━━━ Exercise material ━━━

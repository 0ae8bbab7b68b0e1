//! fredholm-rs: Minimal-Spline Projection for Fredholm Equations
//!
//! Approximates the solution of linear Fredholm integral equations of the
//! second kind,
//!
//! ```text
//! u(s) = f(s) + ∫_a^b K(s,t)·u(t) dt,
//! ```
//!
//! by quadratic minimal splines (algebraic, trigonometric or hyperbolic)
//! combined with a projection rule, and improves the result with one Sloan
//! iteration.
//!
//! # Architecture
//!
//! fredholm-rs is built on two core principles:
//!
//! 1. **Separation of Equations and Numerics**
//!    - Equations define kernel and source (what to solve)
//!    - The approximation engine provides the method (how to solve)
//!
//! 2. **Extensibility and Type Safety**
//!    - Trait seams for equations, basis families, functionals, quadrature
//!      and linear solvers
//!    - Shifted index types keep the −2-based indexing out of user code
//!
//! # Quick Start
//!
//! ```rust
//! use fredholm_rs::prelude::*;
//! # fn main() -> Result<()> {
//! // 1. Configure the problem: reference equation, N = 15, Projection rule
//! let config = ProblemConfiguration::reference().with_rule(ProjectionRule::Projection);
//!
//! // 2. Build the engine and solve once
//! let engine = ApproximationEngine::new(config)?;
//! let solution = engine.solve()?;
//!
//! // 3. Evaluate both reconstructions
//! let s = 0.7;
//! let exact = 2.0 * f64::sin(s);
//! assert!((solution.approximate_at(s) - exact).abs() < 2e-3);
//! assert!((solution.sloan_approximate_at(s) - exact).abs() < 2e-4);
//! # Ok(())
//! # }
//! ```
//!
//! # Modules
//!
//! - [`equation`]: Equation trait and problem configuration
//! - [`models`]: Concrete equations
//! - [`approximation`]: Grids, bases, functionals, assembly, solver, engine
//! - [`experiment`]: Error sweeps against the exact solution
//! - [`output`]: CSV export and plots of sweeps
//! - [`error`]: Error type

// Core modules
pub mod error;
pub mod equation;
pub mod models;
pub mod approximation;

// Runs and results
pub mod experiment;
pub mod output;

pub mod prelude {
    //! Convenient imports for common usage
    //!
    //! ```rust
    //!
    //! use fredholm_rs::prelude::*;
    //! ```
    pub use crate::error::{FredholmError, Result};
    pub use crate::equation::{IntegralEquation, ProblemConfiguration};
    pub use crate::models::{ClosureEquation, DegenerateKernel, SeparableSine};
    pub use crate::approximation::{ApproximationEngine,
                                   GaussianElimination,
                                   LinearSolver,
                                   ProjectionRule,
                                   Solution};
    pub use crate::experiment::{run_sweep, SweepReport, SweepSettings};
}
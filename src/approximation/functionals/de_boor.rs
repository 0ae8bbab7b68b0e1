//! de Boor–Fix dual functionals
//!
//! For the quadratic B-spline on knots g_j < g_{j+1} < g_{j+2} < g_{j+3}
//! and any anchor τ in its support,
//!
//! ```text
//! λ_j(f) = f(τ) + (½(g_{j+1} + g_{j+2}) − τ)·f'(τ) + ½(g_{j+1} − τ)(g_{j+2} − τ)·f''(τ)
//! ```
//!
//! is exact on quadratics. The three anchors used here are τ = g_j, g_{j+1}
//! and g_{j+2}; at the two inner knots the f'' term vanishes.
//! Derivatives are central differences (see [`first_derivative`]).

use super::{ProjectionFunctional, Stencil, StencilTable, first_derivative, second_derivative};
use crate::approximation::{Grid, grid::FIRST_BASIS};

/// Anchor of the de Boor–Fix functional, relative to the first knot of B_j
#[derive(Debug, Clone, Copy, PartialEq, Eq)]
pub enum DeBoorNode {
    /// τ = g_j
    Zero,
    /// τ = g_{j+1}
    One,
    /// τ = g_{j+2}
    Two,
}

impl DeBoorNode {
    fn offset(self) -> i64 {
        match self {
            DeBoorNode::Zero => 0,
            DeBoorNode::One => 1,
            DeBoorNode::Two => 2,
        }
    }
}

/// de Boor–Fix functional anchored at one knot
#[derive(Debug, Clone)]
pub struct DeBoorFix {
    node: DeBoorNode,
    stencils: StencilTable,
}

impl DeBoorFix {
    pub fn new(node: DeBoorNode, grid: &Grid) -> Self {
        let stencils = StencilTable::from_fn(FIRST_BASIS, grid.last_basis(), |j| {
            let tau = grid[j + node.offset()];
            let (g1, g2) = (grid[j + 1], grid[j + 2]);

            let mut stencil = Stencil::point(tau);
            let slope = 0.5 * (g1 + g2) - tau;
            if slope != 0.0 {
                stencil = stencil.plus(first_derivative(tau).scaled(slope));
            }
            let curvature = 0.5 * (g1 - tau) * (g2 - tau);
            if curvature != 0.0 {
                stencil = stencil.plus(second_derivative(tau).scaled(curvature));
            }
            stencil
        });

        Self { node, stencils }
    }

    /// Anchor knot
    pub fn node(&self) -> DeBoorNode {
        self.node
    }
}

impl ProjectionFunctional for DeBoorFix {
    fn name(&self) -> &'static str {
        match self.node {
            DeBoorNode::Zero => "de Boor-Fix (g_j)",
            DeBoorNode::One => "de Boor-Fix (g_j+1)",
            DeBoorNode::Two => "de Boor-Fix (g_j+2)",
        }
    }

    fn stencil(&self, j: i64) -> &Stencil {
        self.stencils.get(j)
    }
}
//! Linear system assembly
//!
//! # Mathematical Background
//!
//! Writing the approximate solution as u ≈ f + Σ_i x_i·ω_i with
//!
//! ```text
//! ω_i(t) = ∫_left^right K(t, x)·B_i(x) dx
//! ```
//!
//! and applying the functionals λ_j to u = f + ∫K·u gives
//!
//! ```text
//! (I − M)·x = μ,   M[j, i] = λ_j(ω_i),   μ[j] = λ_j(f)
//! ```
//!
//! over basis indices −2..=N−1. ω_i is the single "kernel-weighted basis
//! integral" of the crate: [`LinearSystemAssembler::kernel_weighted_integral`]
//! serves both the matrix and the Sloan correction.
//!
//! # Cost
//!
//! Every entry of M is one functional evaluation on ω_i, i.e. up to six
//! quadratures. Entries are independent; with the `parallel` feature they
//! are computed by Rayon once (N+2)² exceeds
//! [`parallel_threshold()`](crate::approximation::parallel_threshold).

use std::time::Instant;

use nalgebra::DMatrix;

#[cfg(feature = "parallel")]
use rayon::prelude::*;

use crate::approximation::{
    BasisFamily, Grid, ProjectionFunctional, Quadrature, ShiftedMatrix, ShiftedVector,
    grid::FIRST_BASIS,
};
use crate::equation::IntegralEquation;

/// (I − M) and μ
#[derive(Debug, Clone, PartialEq)]
pub struct LinearSystem {
    /// I − M
    pub matrix: ShiftedMatrix,
    /// μ
    pub rhs: ShiftedVector,
}

// =================================================================================================
// Assembler
// =================================================================================================

/// Builds I, M, I − M and μ for one equation, grid and rule
///
/// Borrows everything; holds no state of its own.
#[derive(Clone, Copy)]
pub struct LinearSystemAssembler<'a> {
    equation: &'a dyn IntegralEquation,
    grid: &'a Grid,
    basis: &'a dyn BasisFamily,
    functional: &'a dyn ProjectionFunctional,
    quadrature: &'a dyn Quadrature,
}

impl<'a> LinearSystemAssembler<'a> {
    pub fn new(
        equation: &'a dyn IntegralEquation,
        grid: &'a Grid,
        basis: &'a dyn BasisFamily,
        functional: &'a dyn ProjectionFunctional,
        quadrature: &'a dyn Quadrature,
    ) -> Self {
        Self { equation, grid, basis, functional, quadrature }
    }

    /// ω_col(t) = ∫ K(t, x)·B_col(x) dx over [left, right]
    pub fn kernel_weighted_integral(&self, col: i64, t: f64) -> f64 {
        let integrand = |x: f64| self.equation.kernel(t, x) * self.basis.value(col, self.grid, x);
        self.quadrature.integrate(&integrand, self.grid.left(), self.grid.right())
    }

    /// Identity over the basis index domain
    pub fn identity(&self) -> ShiftedMatrix {
        ShiftedMatrix::identity(FIRST_BASIS, self.grid.last_basis())
    }

    /// M[row, col] = λ_row(ω_col)
    pub fn operator_entry(&self, row: i64, col: i64) -> f64 {
        self.functional.evaluate(row, &|t| self.kernel_weighted_integral(col, t))
    }

    /// Full operator matrix M
    pub fn operator_matrix(&self) -> ShiftedMatrix {
        let last = self.grid.last_basis();
        let size = self.grid.basis_count();

        if size * size > super::parallel_threshold() {
            #[cfg(feature = "parallel")]
            {
                // Row-major: k = slot_row · size + slot_col
                let values: Vec<f64> = (0..size * size)
                    .into_par_iter()
                    .map(|k| {
                        let row = FIRST_BASIS + (k / size) as i64;
                        let col = FIRST_BASIS + (k % size) as i64;
                        self.operator_entry(row, col)
                    })
                    .collect();
                return ShiftedMatrix::from_storage(
                    FIRST_BASIS,
                    DMatrix::from_row_slice(size, size, &values),
                );
            }
        }

        ShiftedMatrix::from_fn(FIRST_BASIS, last, |row, col| self.operator_entry(row, col))
    }

    /// I − M, entrywise
    pub fn difference(&self, identity: &ShiftedMatrix, operator: &ShiftedMatrix) -> ShiftedMatrix {
        identity - operator
    }

    /// μ[row] = λ_row(f)
    pub fn rhs(&self) -> ShiftedVector {
        let source = |s: f64| self.equation.source(s);
        ShiftedVector::from_fn(FIRST_BASIS, self.grid.last_basis(), |row| {
            self.functional.evaluate(row, &source)
        })
    }

    /// Assemble (I − M, μ)
    pub fn assemble(&self) -> LinearSystem {
        let start = Instant::now();

        let identity = self.identity();
        let operator = self.operator_matrix();
        let matrix = self.difference(&identity, &operator);
        let rhs = self.rhs();

        log::debug!(
            "Assembled {}x{} system ({} / {}) in {:?}",
            matrix.size(),
            matrix.size(),
            self.basis.name(),
            self.functional.name(),
            start.elapsed()
        );

        LinearSystem { matrix, rhs }
    }
}

// =================================================================================================
// Tests
// =================================================================================================

#[cfg(test)]
mod tests {
    use super::*;
    use crate::approximation::{AuxiliaryGrid, CompositeQuadrature, ProjectionRule, ThresholdGuard};
    use crate::models::{DegenerateKernel, SeparableSine};
    use approx::assert_relative_eq;
    use std::f64::consts::FRAC_PI_2;

    struct Fixture {
        grid: Grid,
        components: crate::approximation::RuleComponents,
        quadrature: CompositeQuadrature,
    }

    fn fixture(n: usize, rule: ProjectionRule) -> Fixture {
        let grid = Grid::uniform(0.0, FRAC_PI_2, n, 1e-3).unwrap();
        let aux = AuxiliaryGrid::build(&grid);
        let components = rule.build(&grid, &aux).unwrap();
        Fixture { grid, components, quadrature: CompositeQuadrature::default() }
    }

    impl Fixture {
        fn assembler<'a>(&'a self, equation: &'a dyn IntegralEquation) -> LinearSystemAssembler<'a> {
            LinearSystemAssembler::new(
                equation,
                &self.grid,
                self.components.basis.as_ref(),
                self.components.functional.as_ref(),
                &self.quadrature,
            )
        }
    }

    #[test]
    fn test_difference_is_identity_minus_operator() {
        let fixture = fixture(5, ProjectionRule::Averaging);
        let equation = SeparableSine::reference();
        let assembler = fixture.assembler(&equation);

        let identity = assembler.identity();
        let operator = assembler.operator_matrix();
        let system = assembler.assemble();

        for row in -2..=4 {
            for col in -2..=4 {
                let expected = if row == col { 1.0 } else { 0.0 } - operator[(row, col)];
                assert_eq!(system.matrix[(row, col)], expected);
                assert_eq!(identity[(row, col)], if row == col { 1.0 } else { 0.0 });
            }
        }
    }

    #[test]
    fn test_separable_kernel_integral() {
        // ω_i(t) = sin(t)·∫ cos(x)·B_i(x) dx, so ω_i(t)/sin(t) does not depend on t
        let fixture = fixture(6, ProjectionRule::Averaging);
        let equation = SeparableSine::reference();
        let assembler = fixture.assembler(&equation);
        for col in -2..=5 {
            let a = assembler.kernel_weighted_integral(col, 0.4) / 0.4_f64.sin();
            let b = assembler.kernel_weighted_integral(col, 1.1) / 1.1_f64.sin();
            assert_relative_eq!(a, b, epsilon = 1e-12);
        }
    }

    #[test]
    fn test_kernel_integrals_sum_to_kernel_moment() {
        // Σ_i B_i = 1 on [left, right): Σ_i ω_i(t) = ∫ K(t, x) dx = sin(t)·1
        let fixture = fixture(8, ProjectionRule::Projection);
        let equation = SeparableSine::reference();
        let assembler = fixture.assembler(&equation);
        let t = 0.9;
        let total: f64 = (-2..=7).map(|col| assembler.kernel_weighted_integral(col, t)).sum();
        assert_relative_eq!(total, t.sin(), epsilon = 1e-5);
    }

    #[test]
    fn test_zero_kernel_gives_identity() {
        let equation = DegenerateKernel::new(|s| s * s);
        let fixture = fixture(4, ProjectionRule::SchoenbergMarsden);
        let system = fixture.assembler(&equation).assemble();

        assert_eq!(system.matrix, ShiftedMatrix::identity(-2, 3));
        for row in -2..=3 {
            let x = fixture.components.functional.stencil(row).terms()[0].0;
            assert_eq!(system.rhs[row], x * x);
        }
    }

    #[test]
    fn test_parallel_and_sequential_agree() {
        let fixture = fixture(5, ProjectionRule::DeBoorFix1);
        let equation = SeparableSine::reference();
        let assembler = fixture.assembler(&equation);

        let sequential = {
            let _guard = ThresholdGuard::save(usize::MAX);
            assembler.operator_matrix()
        };
        let parallel = {
            let _guard = ThresholdGuard::save(1);
            assembler.operator_matrix()
        };

        assert_eq!(sequential, parallel);
    }

    #[test]
    fn test_assembly_is_deterministic() {
        let fixture = fixture(4, ProjectionRule::AveragingTrigonometric);
        let equation = SeparableSine::reference();
        let assembler = fixture.assembler(&equation);
        assert_eq!(assembler.assemble(), assembler.assemble());
    }
}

━━━

* **Requirement**
Please return only the lines above, starting at the line that has "pub fn rhs(&self)" and ending at the line that has "let identity = self.identity();", keeping both and leaving each one unchanged.

* **Exercise answer**
    pub fn rhs(&self) -> ShiftedVector {
        let source = |s: f64| self.equation.source(s);
        ShiftedVector::from_fn(FIRST_BASIS, self.grid.last_basis(), |row| {
            self.functional.evaluate(row, &source)
        })
    }

    /// Assemble (I − M, μ)
    pub fn assemble(&self) -> LinearSystem {
        let start = Instant::now();

        let identity = self.identity();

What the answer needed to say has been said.